Der Fall: Aus einem erfolgreichen Modell-Projekt zum interkulturellen Leben und Lernen in Schulen entsteht die Erwartung der Beteiligten, die Lehrerfortbildung des ganzen Landes zu verändern. Mit mehrtägigen fachübergreifenden Weiterbildungen für komplette Lehrerkollegien soll die wichtige Querschnittskompetenz bei allen Lehrkräften gestärkt werden. Das Schulministerium sieht die Wirksamkeit des Projekts, setzt die Ergebnisse aber nicht um. Warum nur?
Es gibt viele Meister der Modellprojekte, die aber keineswegs zugleich Meister das Alltags sind. Wer eine innovative Idee im Labor entwickelt hat, darf nicht erwarten, dass die Produktion von Serienprodukten einfach umgestellt werden kann. Nichts anderes gilt für Innovationen in Verfahren oder neuen Kooperationen: wer Änderungen erreichen will, muss die Produktionslogik und die Folgen für ein Regelsystem verstehen.
Aus Sicht des Schul-Systems geht es um ein Massengeschäft, bei dem neben den finanziellen Folgen für das Land auch die Auswirkungen für den Schulbetrieb vor Ort beachten werden müssen. Spätestens wenn der Schulminister im Landtag wegen steigendem Unterrichtsausfall von der Opposition angegriffen wird, wird er die Welt außerhalb eines schönen Modell-Projekts mit anderen Augen sehen.
Ideengeber tun deshalb gut daran, nicht Projekte zu entwerfen, ohne zuvor diese Haltung zu verinnerlichen: sie leisten modellhafte Lösungsansätze, die den Eignungstest für das Regel-System nicht automatisch in sich tragen.

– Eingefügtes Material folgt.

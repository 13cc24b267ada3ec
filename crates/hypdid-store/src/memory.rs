//! In-memory implementation of the log store.
//!
//! Reference backend for tests and examples. Same semantics as a persistent
//! engine but everything lives in process memory. Thread-safe via RwLock.

use std::collections::HashMap;
use std::sync::atomic::{AtomicBool, Ordering};
use std::sync::{Arc, RwLock};

use async_trait::async_trait;
use bytes::Bytes;
use tracing::debug;

use hypdid_core::{Keypair, PublicKey};

use crate::error::{Result, StoreError};
use crate::traits::{Log, LogInfo, LogStore};

/// In-memory multi-log store.
#[derive(Default)]
pub struct MemoryLogStore {
    logs: RwLock<HashMap<PublicKey, Arc<MemoryLog>>>,
}

impl MemoryLogStore {
    /// Create a new empty store.
    pub fn new() -> Self {
        Self {
            logs: RwLock::new(HashMap::new()),
        }
    }

    fn open_inner(&self, key: &PublicKey) -> Arc<MemoryLog> {
        let mut logs = self.logs.write().unwrap();
        Arc::clone(logs.entry(*key).or_insert_with(|| {
            Arc::new(MemoryLog {
                key: *key,
                writable: AtomicBool::new(false),
                records: RwLock::new(Vec::new()),
            })
        }))
    }
}

#[async_trait]
impl LogStore for MemoryLogStore {
    async fn open(&self, key: &PublicKey) -> Result<Arc<dyn Log>> {
        Ok(self.open_inner(key))
    }

    async fn open_writable(&self, keypair: &Keypair) -> Result<Arc<dyn Log>> {
        let log = self.open_inner(&keypair.public_key());
        log.writable.store(true, Ordering::SeqCst);
        Ok(log)
    }

    async fn list(&self) -> Result<Vec<LogInfo>> {
        let logs = self.logs.read().unwrap();
        Ok(logs
            .values()
            .map(|log| LogInfo {
                key: log.key,
                length: log.records.read().unwrap().len() as u64,
            })
            .collect())
    }

    async fn ingest(&self, key: &PublicKey, index: u64, record: Bytes) -> Result<bool> {
        let log = self.open_inner(key);
        let mut records = log.records.write().unwrap();
        let length = records.len() as u64;

        if index < length {
            return Ok(false);
        }
        if index > length {
            return Err(StoreError::NonContiguousIngest { index, length });
        }

        records.push(record);
        debug!(key = %key, index, "ingested replicated record");
        Ok(true)
    }
}

/// One in-memory append-only log.
pub struct MemoryLog {
    key: PublicKey,
    writable: AtomicBool,
    records: RwLock<Vec<Bytes>>,
}

#[async_trait]
impl Log for MemoryLog {
    fn key(&self) -> PublicKey {
        self.key
    }

    fn writable(&self) -> bool {
        self.writable.load(Ordering::SeqCst)
    }

    async fn length(&self) -> Result<u64> {
        Ok(self.records.read().unwrap().len() as u64)
    }

    async fn append(&self, records: Vec<Bytes>) -> Result<u64> {
        if !self.writable() {
            return Err(StoreError::NotWritable);
        }
        let mut stored = self.records.write().unwrap();
        stored.extend(records);
        Ok(stored.len() as u64)
    }

    async fn get(&self, index: u64) -> Result<Bytes> {
        let records = self.records.read().unwrap();
        records
            .get(index as usize)
            .cloned()
            .ok_or(StoreError::IndexOutOfRange {
                index,
                length: records.len() as u64,
            })
    }
}

#[cfg(test)]
mod tests {
    use super::*;
    use hypdid_core::Keypair;

    #[tokio::test]
    async fn test_append_and_get() {
        let store = MemoryLogStore::new();
        let keypair = Keypair::generate();

        let log = store.open_writable(&keypair).await.unwrap();
        let length = log
            .append(vec![Bytes::from("a"), Bytes::from("b")])
            .await
            .unwrap();
        assert_eq!(length, 2);
        assert_eq!(log.get(0).await.unwrap(), Bytes::from("a"));
        assert_eq!(log.get(1).await.unwrap(), Bytes::from("b"));
    }

    #[tokio::test]
    async fn test_get_out_of_range() {
        let store = MemoryLogStore::new();
        let log = store.open(&PublicKey([1; 32])).await.unwrap();

        match log.get(0).await {
            Err(StoreError::IndexOutOfRange { index: 0, length: 0 }) => {}
            other => panic!("unexpected: {other:?}"),
        }
    }

    #[tokio::test]
    async fn test_readonly_log_rejects_append() {
        let store = MemoryLogStore::new();
        let log = store.open(&PublicKey([2; 32])).await.unwrap();
        assert!(!log.writable());
        assert!(matches!(
            log.append(vec![Bytes::from("x")]).await,
            Err(StoreError::NotWritable)
        ));
    }

    #[tokio::test]
    async fn test_ingest_idempotent() {
        let store = MemoryLogStore::new();
        let key = PublicKey([3; 32]);

        assert!(store.ingest(&key, 0, Bytes::from("r0")).await.unwrap());
        assert!(!store.ingest(&key, 0, Bytes::from("r0")).await.unwrap());
        assert!(store.ingest(&key, 1, Bytes::from("r1")).await.unwrap());

        let log = store.open(&key).await.unwrap();
        assert_eq!(log.length().await.unwrap(), 2);
    }

    #[tokio::test]
    async fn test_ingest_rejects_gap() {
        let store = MemoryLogStore::new();
        let key = PublicKey([4; 32]);

        assert!(matches!(
            store.ingest(&key, 5, Bytes::from("r5")).await,
            Err(StoreError::NonContiguousIngest { index: 5, length: 0 })
        ));
    }

    #[tokio::test]
    async fn test_list() {
        let store = MemoryLogStore::new();
        let keypair = Keypair::generate();
        let log = store.open_writable(&keypair).await.unwrap();
        log.append(vec![Bytes::from("a")]).await.unwrap();
        store.open(&PublicKey([9; 32])).await.unwrap();

        let mut infos = store.list().await.unwrap();
        infos.sort_by_key(|i| i.length);
        assert_eq!(infos.len(), 2);
        assert_eq!(infos[0].length, 0);
        assert_eq!(infos[1].key, keypair.public_key());
        assert_eq!(infos[1].length, 1);
    }

    #[tokio::test]
    async fn test_open_same_key_shares_log() {
        let store = MemoryLogStore::new();
        let keypair = Keypair::generate();

        let writer = store.open_writable(&keypair).await.unwrap();
        writer.append(vec![Bytes::from("a")]).await.unwrap();

        let reader = store.open(&keypair.public_key()).await.unwrap();
        assert_eq!(reader.length().await.unwrap(), 1);
    }
}
//! Error types for the replication module.
//!
//! `ReplicationError` is `Clone` so the session's memoized readiness outcome
//! can be handed to every caller that awaits it.

use thiserror::Error;

use hypdid_store::StoreError;

/// Errors that can occur during swarm replication.
#[derive(Debug, Clone, Error)]
pub enum ReplicationError {
    /// Swarm join or connection failure. Surfaced as-is; retry policy
    /// belongs to the caller.
    #[error("replication failure: {0}")]
    ReplicationFailure(String),

    /// Protocol version mismatch with peer.
    #[error("protocol version mismatch: local={local}, peer={peer}")]
    VersionMismatch { local: u8, peer: u8 },

    /// A wire frame failed to encode or decode.
    #[error("codec error: {0}")]
    Codec(String),

    /// The peer connection closed mid-exchange.
    #[error("connection closed")]
    ConnectionClosed,

    /// Log store failure while serving or ingesting records.
    #[error("store error: {0}")]
    Store(String),
}

impl From<StoreError> for ReplicationError {
    fn from(e: StoreError) -> Self {
        ReplicationError::Store(e.to_string())
    }
}

/// Result type for replication operations.
pub type Result<T> = std::result::Result<T, ReplicationError>;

Das Entwickeln und Übertragen eines innovativen Modell-Projekts in ein eingespieltes System sollte deshalb bei dessen inneren Logik beginnen, nicht umgekehrt. Der Eigentümer der Aufgabe im Regelsystem ist der dabei zentrale Faktor bei jedem Veränderungs-Projekt. Er entscheidet nach seinen Möglichkeiten, Einstellungen und Bedingungen, was er nach einem Projektende tun möchte. Es ist dabei kein Mangel, wenn nur Teilergebnisse in den Normalbetrieb übergehen und zudem an die Bedingungen weiter angepasst werden. Jeder Innovator sollte dies respektieren und erkennen, dass er im besten Fall einen starken Impuls für die Arbeit anderer und wichtige Beiträge für einen Prozess der System-Umgestaltung leistet.
Eine offene Entwicklungspartnerschaft ist der entscheidender Schlüssel, mit dem die Alltags-Arbeit verändert werden kann. In einer solchen Beziehung auf Zeit lernen beide Seiten, auch und besonders die Projektentwickler. Die Verständigung über die Wirkungs-Logik des Alltags ist dabei eine zentrale Bedingung für eine mögliche Ergebnis-Implementation.